[Opening DATASET RECORDS section]
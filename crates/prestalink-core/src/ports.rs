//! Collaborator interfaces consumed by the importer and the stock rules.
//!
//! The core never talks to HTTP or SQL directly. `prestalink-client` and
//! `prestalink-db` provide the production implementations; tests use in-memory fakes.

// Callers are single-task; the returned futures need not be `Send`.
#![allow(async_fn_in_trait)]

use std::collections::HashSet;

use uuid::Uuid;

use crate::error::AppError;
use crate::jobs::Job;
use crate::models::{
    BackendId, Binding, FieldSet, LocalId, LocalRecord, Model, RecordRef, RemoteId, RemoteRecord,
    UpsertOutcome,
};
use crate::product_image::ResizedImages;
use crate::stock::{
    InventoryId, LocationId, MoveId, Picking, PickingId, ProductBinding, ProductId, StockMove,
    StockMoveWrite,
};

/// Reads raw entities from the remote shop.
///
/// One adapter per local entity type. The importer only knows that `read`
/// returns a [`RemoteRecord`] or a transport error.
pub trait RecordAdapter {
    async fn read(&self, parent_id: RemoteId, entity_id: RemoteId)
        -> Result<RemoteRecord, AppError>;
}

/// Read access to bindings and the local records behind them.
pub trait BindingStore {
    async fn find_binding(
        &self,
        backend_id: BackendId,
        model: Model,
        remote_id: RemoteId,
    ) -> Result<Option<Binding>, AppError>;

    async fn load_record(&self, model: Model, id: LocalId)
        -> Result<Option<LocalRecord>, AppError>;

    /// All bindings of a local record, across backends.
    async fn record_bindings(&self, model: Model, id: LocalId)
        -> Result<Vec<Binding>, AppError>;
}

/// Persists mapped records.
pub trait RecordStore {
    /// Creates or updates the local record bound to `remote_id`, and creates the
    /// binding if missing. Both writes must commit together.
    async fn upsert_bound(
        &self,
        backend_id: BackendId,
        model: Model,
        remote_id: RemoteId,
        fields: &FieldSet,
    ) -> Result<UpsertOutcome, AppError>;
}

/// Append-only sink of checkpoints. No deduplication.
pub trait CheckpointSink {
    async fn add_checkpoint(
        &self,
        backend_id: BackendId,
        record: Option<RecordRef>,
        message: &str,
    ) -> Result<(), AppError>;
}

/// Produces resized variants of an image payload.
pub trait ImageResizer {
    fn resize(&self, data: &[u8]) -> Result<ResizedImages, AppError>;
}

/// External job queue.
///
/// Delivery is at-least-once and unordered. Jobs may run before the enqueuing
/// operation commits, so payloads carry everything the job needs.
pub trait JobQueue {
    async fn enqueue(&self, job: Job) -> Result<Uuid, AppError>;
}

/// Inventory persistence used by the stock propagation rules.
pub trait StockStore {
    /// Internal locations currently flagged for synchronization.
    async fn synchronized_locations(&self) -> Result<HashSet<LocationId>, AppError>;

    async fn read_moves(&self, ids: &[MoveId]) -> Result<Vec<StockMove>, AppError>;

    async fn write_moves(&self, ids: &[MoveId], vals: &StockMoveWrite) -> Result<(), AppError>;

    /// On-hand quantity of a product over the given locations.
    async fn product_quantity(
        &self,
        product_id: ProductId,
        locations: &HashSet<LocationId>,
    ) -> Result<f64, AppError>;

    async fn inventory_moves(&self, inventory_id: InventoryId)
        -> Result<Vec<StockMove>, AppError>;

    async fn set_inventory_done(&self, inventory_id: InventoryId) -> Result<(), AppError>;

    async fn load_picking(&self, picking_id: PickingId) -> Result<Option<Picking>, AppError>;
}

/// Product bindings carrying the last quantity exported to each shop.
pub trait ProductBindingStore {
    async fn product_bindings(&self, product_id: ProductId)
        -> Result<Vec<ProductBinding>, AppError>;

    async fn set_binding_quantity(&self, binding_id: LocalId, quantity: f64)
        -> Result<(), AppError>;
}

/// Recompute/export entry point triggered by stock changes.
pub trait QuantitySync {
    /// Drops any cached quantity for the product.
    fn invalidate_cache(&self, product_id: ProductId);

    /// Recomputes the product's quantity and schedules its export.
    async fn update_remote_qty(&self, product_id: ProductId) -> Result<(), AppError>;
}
[Closing DATASET RECORDS section]
◆ INSTRUCTIONS FOR THE TASK: Please find the lines in the data that contain the word "only" and copy them.

◆ RESPONSE TO THIS EXERCISE:
/// One adapter per local entity type. The importer only knows that `read`
/// Append-only sink of checkpoints. No deduplication.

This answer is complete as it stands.